言い淀む黄瀬。一度目を逸らせてから、今度は真っ直ぐ僕の目を見た。

「余りにも貴女が美しかったから。話してみたいと思ったんですよ。すみません、こんな奴で」

…………うわ。何、それ。
照れた様にはにかんで、僕を見る。
嗚呼、駄目だ。心臓が煩い。

「………そんな事。嬉しいですわ」
「……優しいんですね」
「さぁ。どうでしょう」

止まっていた音楽が、また流れ出す。それに合わせ、ゆっくりと踊り出す。思いの他黄瀬は踊れる様で、しっかりとエスコートしてくれる。さっき僕が『苦手』と言ったのを気にしてくれているのだろう。

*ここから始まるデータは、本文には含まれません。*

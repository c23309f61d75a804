//! Outbound message sinks

use std::sync::Arc;

use async_trait::async_trait;
use thiserror::Error;
use tokio::sync::Mutex;

use crate::render::OutboundMessage;

#[derive(Debug, Error)]
pub enum SinkError {
    #[error("Serialization error: {0}")]
    Serialization(String),
}

pub type SinkResult<T> = std::result::Result<T, SinkError>;

/// Where rendered messages go
///
/// The dispatcher treats every send as fire-and-forget: an error is logged
/// and the conversation carries on.
#[async_trait]
pub trait MessageSink: Send + Sync {
    async fn send(&self, message: OutboundMessage) -> SinkResult<()>;

    /// Sink name for logs
    fn name(&self) -> &str;
}

/// Records every message in memory
#[derive(Clone, Default)]
pub struct MemorySink {
    messages: Arc<Mutex<Vec<OutboundMessage>>>,
}

impl MemorySink {
    pub fn new() -> Self {
        Self::default()
    }

    /// Everything sent so far, oldest first
    pub async fn messages(&self) -> Vec<OutboundMessage> {
        self.messages.lock().await.clone()
    }

    /// Drain the recorded messages
    pub async fn take(&self) -> Vec<OutboundMessage> {
        std::mem::take(&mut *self.messages.lock().await)
    }

    pub async fn len(&self) -> usize {
        self.messages.lock().await.len()
    }

    pub async fn is_empty(&self) -> bool {
        self.messages.lock().await.is_empty()
    }
}

#[async_trait]
impl MessageSink for MemorySink {
    async fn send(&self, message: OutboundMessage) -> SinkResult<()> {
        self.messages.lock().await.push(message);
        Ok(())
    }

    fn name(&self) -> &str {
        "memory"
    }
}

#[cfg(test)]
mod tests {
    use super::*;
    use gembot_types::ChatId;

    #[tokio::test]
    async fn test_memory_sink_records_and_drains() {
        let sink = MemorySink::new();
        let shared = sink.clone();

        sink.send(OutboundMessage::text(ChatId::new(1), "one"))
            .await
            .unwrap();
        sink.send(OutboundMessage::text(ChatId::new(1), "two"))
            .await
            .unwrap();

        assert_eq!(shared.len().await, 2);
        let taken = shared.take().await;
        assert_eq!(taken[1].text, "two");
        assert!(sink.is_empty().await);
    }
}
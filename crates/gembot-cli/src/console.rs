//! Console transport
//!
//! Turns stdin lines into inbound events and prints outbound messages. Each
//! line is one event:
//!
//! - `/start` opens a session
//! - `/whoami <id> <first> [last]` switches the speaking user
//! - `/anon <code>` sends a choice with no sender attached
//! - anything else is a choice code
//!
//! Stdin is read on a plain OS thread. The runtime never waits on it, so a
//! shutdown signal ends the process even while a read is blocked.

use std::io::BufRead;

use async_trait::async_trait;
use thiserror::Error;
use tokio::sync::mpsc;

use gembot_engine::{InboundEvent, MessageSink, OutboundMessage, SinkError, SinkResult};
use gembot_types::{ChatId, Sender, UserId};

use crate::display;

const WHOAMI_COMMAND: &str = "/whoami";
const ANON_COMMAND: &str = "/anon";

#[derive(Debug, Error, PartialEq, Eq)]
pub enum ConsoleError {
    #[error("Usage: /whoami <id> <first name> [last name]")]
    WhoAmIUsage,

    #[error("Invalid user id: {0}")]
    InvalidUserId(String),

    #[error("Usage: /anon <code>")]
    AnonUsage,
}

/// Parsed form of one console line
#[derive(Debug, Clone, PartialEq, Eq)]
pub enum ConsoleLine {
    Event(InboundEvent),
    SwitchUser(Sender),
    Blank,
}

/// Console-side session: the chat and the user currently typing
pub struct ConsoleTransport {
    chat: ChatId,
    sender: Sender,
    json: bool,
}

impl ConsoleTransport {
    pub fn new(chat: ChatId, sender: Sender) -> Self {
        Self {
            chat,
            sender,
            json: false,
        }
    }

    /// In JSON mode stdout carries only outbound messages; notices go to the log
    pub fn with_json(mut self, json: bool) -> Self {
        self.json = json;
        self
    }

    pub fn sender(&self) -> &Sender {
        &self.sender
    }

    pub fn parse(&self, line: &str) -> Result<ConsoleLine, ConsoleError> {
        let line = line.trim();
        if line.is_empty() {
            return Ok(ConsoleLine::Blank);
        }

        if let Some(event) = InboundEvent::from_text(self.chat, Some(self.sender.clone()), line) {
            return Ok(ConsoleLine::Event(event));
        }

        let mut words = line.split_whitespace();
        match words.next() {
            Some(WHOAMI_COMMAND) => {
                let id = words.next().ok_or(ConsoleError::WhoAmIUsage)?;
                let first = words.next().ok_or(ConsoleError::WhoAmIUsage)?;
                let id = UserId::parse(id).map_err(|_| ConsoleError::InvalidUserId(id.to_string()))?;

                let last: Vec<&str> = words.collect();
                let sender = Sender::new(id, first);
                let sender = if last.is_empty() {
                    sender
                } else {
                    sender.with_last_name(last.join(" "))
                };
                Ok(ConsoleLine::SwitchUser(sender))
            }
            Some(ANON_COMMAND) => {
                let code = words.next().ok_or(ConsoleError::AnonUsage)?;
                Ok(ConsoleLine::Event(InboundEvent::Choice {
                    chat: self.chat,
                    sender: None,
                    code: code.to_string(),
                }))
            }
            _ => Ok(ConsoleLine::Event(InboundEvent::choice(
                self.chat,
                self.sender.clone(),
                line,
            ))),
        }
    }

    /// Feed lines from `input` into the bus until input ends or the bus closes
    ///
    /// Blocks the calling thread; run it off the runtime. Returns the number
    /// of events forwarded.
    pub fn pump<R: BufRead>(
        &mut self,
        input: R,
        events: mpsc::Sender<InboundEvent>,
    ) -> std::io::Result<usize> {
        let mut forwarded = 0;

        for line in input.lines() {
            match self.parse(&line?) {
                Ok(ConsoleLine::Event(event)) => {
                    if events.blocking_send(event).is_err() {
                        tracing::debug!("Event bus closed, console input stopped");
                        break;
                    }
                    forwarded += 1;
                }
                Ok(ConsoleLine::SwitchUser(sender)) => {
                    tracing::info!(user = %sender.id, name = %sender.display_name(), "Console user switched");
                    if !self.json {
                        display::info(&format!("Now speaking as {}", sender.display_name()));
                    }
                    self.sender = sender;
                }
                Ok(ConsoleLine::Blank) => {}
                Err(err) if self.json => tracing::warn!(error = %err, "Console input rejected"),
                Err(err) => display::warning(&err.to_string()),
            }
        }

        Ok(forwarded)
    }
}

/// Prints outbound messages to stdout
pub struct ConsoleSink {
    json: bool,
}

impl ConsoleSink {
    pub fn new(json: bool) -> Self {
        Self { json }
    }
}

#[async_trait]
impl MessageSink for ConsoleSink {
    async fn send(&self, message: OutboundMessage) -> SinkResult<()> {
        if self.json {
            let line = serde_json::to_string(&message)
                .map_err(|e| SinkError::Serialization(e.to_string()))?;
            println!("{line}");
        } else {
            display::bot_message(&message);
        }
        Ok(())
    }

    fn name(&self) -> &str {
        if self.json {
            "console-json"
        } else {
            "console"
        }
    }
}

「貴方の方が優しいんじゃなくて?気を使って、リードしてくれている」
「違いますよ。貴女が御上手なんです」
「まぁ、さっきから口が御上手ね。苦手と言っていた割に上手いのは、貴方でしょう」
「………あの」
「何でしょうか?」
「御名前…伺っても、いいですか……?」
「……人に名前を訊ねる時は、自分から名乗るものでは無くて?」
「あ、ごめんなさい……。えと、黄瀬涼太です」
「………月宮舞華と申しますわ」
「月宮…舞華、さん……」
「そんなに不思議な名前ですか?」
「あ、いえ……。貴女にぴったりな、綺麗な御名前だなぁと」
「まぁ…。本当に口が御上手。歳は幾つ?」
「二十一です。月宮さんは?」
「舞華で構いませんわ。私も二十一です」
「じゃあ同い年……」
「そう。だから、無理して敬語で話さなくてもいいわよ?涼太くん」
「う……。バレてた?無理してるって」
「えぇ。でも、少し言葉を交わした程度では分からないと思うわ」
「良かった…。オレ、敬語何て普段使わないから…」
「まぁ、そうなの?こういった場に出たりは?」
「初めて。今日はちょっと、仕事で……」
「仕事?どういった職種かしら」
「………ちょっと、ね」
「あら、此処まで来てだんまり?それはちょっと、酷なんでは無くて?」
「………舞華ちゃん、」
「やっぱり、出会って数分の無垢な御嬢様には話せない?」
「ごめん、オレ……」
「そうよね。捜査の為なら汚れた事でも何でもする、政府の犬みたいな警察です、何て、こんな御嬢様には言えないでしょうね」
「………………え?」


嗚呼、シンデレラの時間は、終わりだ。